What if I want two (or more) windows to track each other's state?

Re-think your design.


If I follow you, you're basically thinking of something like Photoshop. You have one or more document windows, and additional panels that show the layers in the current document, the currently selected drawing tool options, the undo stack, etc.

The important concept here is that these windows are *not* tracking each other's state. They are not even aware of one another's existence. They are all tracking the state of the document - i.e. the model object in MVC terms.

For instance, I might want to navigate the window that's open to the
"File/Access" tab, but have the window with the "File/Metadata" go
automagically to the same place(s).  What's the usual approach to
"inter-object communication"?

The usual approach is to have a model object that's separate from the controller(s). Simple, single-window apps can get away with combining the two, but as you're finding out, that approach doesn't scale well beyond a single window per model.


So, you have a class - let's call it "FileInfo" - that represents your model data. It has various methods for accessing that data - getUserPermissions(), getMetadata(), and so forth. These methods do the obvious thing - they return the request information about the object's currently selected file. Your class will also need a setFile() method. As you'd expect, this method makes the requested file current. What's less obvious is that it also fires off an NSNotification that tells any interested observers that it has done so.

Window controllers are such interested observers, and when you open a new window, they register themselves as such. When they receive notification that the document displayed in their controlled window(s) has changed, they call that document's accessor methods to get the information they need to update the window.

Some windows - Photoshop's layers panel, for example - aren't tied to a particular document. Instead, they reflect information about the current document. The controllers for these windows, in addition to being notified of changes in the current document, also register to be notified when a new window becomes the main window, and the document it displays therefore becomes the current document.

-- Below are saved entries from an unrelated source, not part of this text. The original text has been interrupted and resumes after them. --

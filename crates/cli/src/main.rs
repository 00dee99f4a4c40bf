//! Mambini CLI - developer tool for the storefront core.
//!
//! # Usage
//!
//! ```bash
//! # Inspect and edit the locally persisted cart
//! mambini cart show
//! mambini cart add 64f1c0ffee --size M --color black --quantity 2
//! mambini cart update 64f1c0ffee --size M --color black --delta -1
//! mambini cart clear
//!
//! # Browse the catalogue
//! mambini products list --query linen
//! mambini products show 64f1c0ffee
//!
//! # Orders (requires MAMBINI_API_TOKEN)
//! mambini orders list
//! mambini orders set-status 650a0b1c shipped
//!
//! # Reconcile a payment
//! mambini payments status pi_3Nx...
//! ```
//!
//! There is no checkout command: payment confirmation needs the card
//! processor's UI.

#![cfg_attr(not(test), forbid(unsafe_code))]

use std::io::Write;

use clap::{Parser, Subcommand};
use mambini_core::OrderStatus;
use mambini_storefront::config::StorefrontConfig;
use mambini_storefront::{AppState, Result};

mod commands;

#[derive(Parser)]
#[command(name = "mambini")]
#[command(author, version, about = "Mambini storefront developer tools")]
struct Cli {
    #[command(subcommand)]
    command: Commands,
}

#[derive(Subcommand)]
enum Commands {
    /// Inspect and edit the persisted cart
    Cart {
        #[command(subcommand)]
        action: CartAction,
    },
    /// Browse the product catalogue
    Products {
        #[command(subcommand)]
        action: ProductAction,
    },
    /// List and manage orders
    Orders {
        #[command(subcommand)]
        action: OrderAction,
    },
    /// Look up payment intents
    Payments {
        #[command(subcommand)]
        action: PaymentAction,
    },
}

/// Identifies one cart line.
#[derive(clap::Args)]
struct LineArgs {
    /// Product ID
    product_id: String,

    /// Size label
    #[arg(short, long)]
    size: String,

    /// Color, if the line has one
    #[arg(short, long)]
    color: Option<String>,
}

#[derive(Subcommand)]
enum CartAction {
    /// Show lines and totals
    Show,
    /// Add a product to the cart
    Add {
        #[command(flatten)]
        line: LineArgs,

        /// Quantity to add
        #[arg(short, long, default_value_t = 1)]
        quantity: u32,
    },
    /// Remove a line
    Remove {
        #[command(flatten)]
        line: LineArgs,
    },
    /// Change a line's quantity by a signed delta
    Update {
        #[command(flatten)]
        line: LineArgs,

        /// Amount to add (negative to subtract)
        #[arg(short, long, allow_hyphen_values = true)]
        delta: i64,
    },
    /// Remove every line
    Clear,
}

#[derive(Subcommand)]
enum ProductAction {
    /// List products, optionally filtered by a search term
    List {
        #[arg(short, long)]
        query: Option<String>,
    },
    /// Show one product
    Show { id: String },
}

#[derive(Subcommand)]
enum OrderAction {
    /// List the current user's orders
    List,
    /// List every order (admin)
    All,
    /// Show one order
    Show { id: String },
    /// Set an order's status (admin)
    SetStatus {
        id: String,

        /// One of pending, processing, shipped, delivered, cancelled
        status: OrderStatus,
    },
}

#[derive(Subcommand)]
enum PaymentAction {
    /// Show a payment intent's current status
    Status { id: String },
}

#[tokio::main]
async fn main() {
    let cli = Cli::parse();

    let config = match StorefrontConfig::from_env() {
        Ok(config) => config,
        Err(e) => {
            let _ = writeln!(std::io::stderr(), "Configuration error: {e}");
            std::process::exit(2);
        }
    };
    let _sentry_guard = mambini_storefront::telemetry::init(&config);

    match run(cli, config).await {
        Ok(output) => {
            let _ = writeln!(std::io::stdout().lock(), "{output}");
        }
        Err(e) => {
            let sentry_event_id = e.report();
            tracing::error!(error = %e, ?sentry_event_id, "Command failed");
            std::process::exit(1);
        }
    }
}

async fn run(cli: Cli, config: StorefrontConfig) -> Result<String> {
    let state = AppState::new(config)?;

    let output = match cli.command {
        Commands::Cart { action } => match action {
            CartAction::Show => commands::cart::show(&state),
            CartAction::Add { line, quantity } => {
                commands::cart::add(&state, &line.product_id, &line.size, line.color.as_deref(), quantity)
                    .await?
            }
            CartAction::Remove { line } => {
                commands::cart::remove(&state, line.product_id, line.size, line.color)?
            }
            CartAction::Update { line, delta } => {
                commands::cart::update(&state, line.product_id, line.size, line.color, delta)?
            }
            CartAction::Clear => commands::cart::clear(&state)?,
        },
        Commands::Products { action } => match action {
            ProductAction::List { query } => {
                commands::products::list(&state, query.as_deref()).await?
            }
            ProductAction::Show { id } => commands::products::show(&state, &id.into()).await?,
        },
        Commands::Orders { action } => match action {
            OrderAction::List => commands::orders::list(&state).await?,
            OrderAction::All => commands::orders::list_all(&state).await?,
            OrderAction::Show { id } => commands::orders::show(&state, &id.into()).await?,
            OrderAction::SetStatus { id, status } => {
                commands::orders::set_status(&state, &id.into(), status).await?
            }
        },
        Commands::Payments { action } => match action {
            PaymentAction::Status { id } => commands::payments::status(&state, &id.into()).await?,
        },
    };
    Ok(output)
}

So, to tie it together, what happens is this: In response to some event - a browser selection, the results of a "open file" panel, whatever - a window controller calls its associated document's setFile() method. It doesn't update itself visually at this point. The document object, after updating itself with the info about the selected file, tells any interested observers that it has done so. The observers - possibly, but not necessarily, including the controller that made the earlier call to setFile() - then update the contents of their windows by calling the changed document's accessor methods to get the information they need.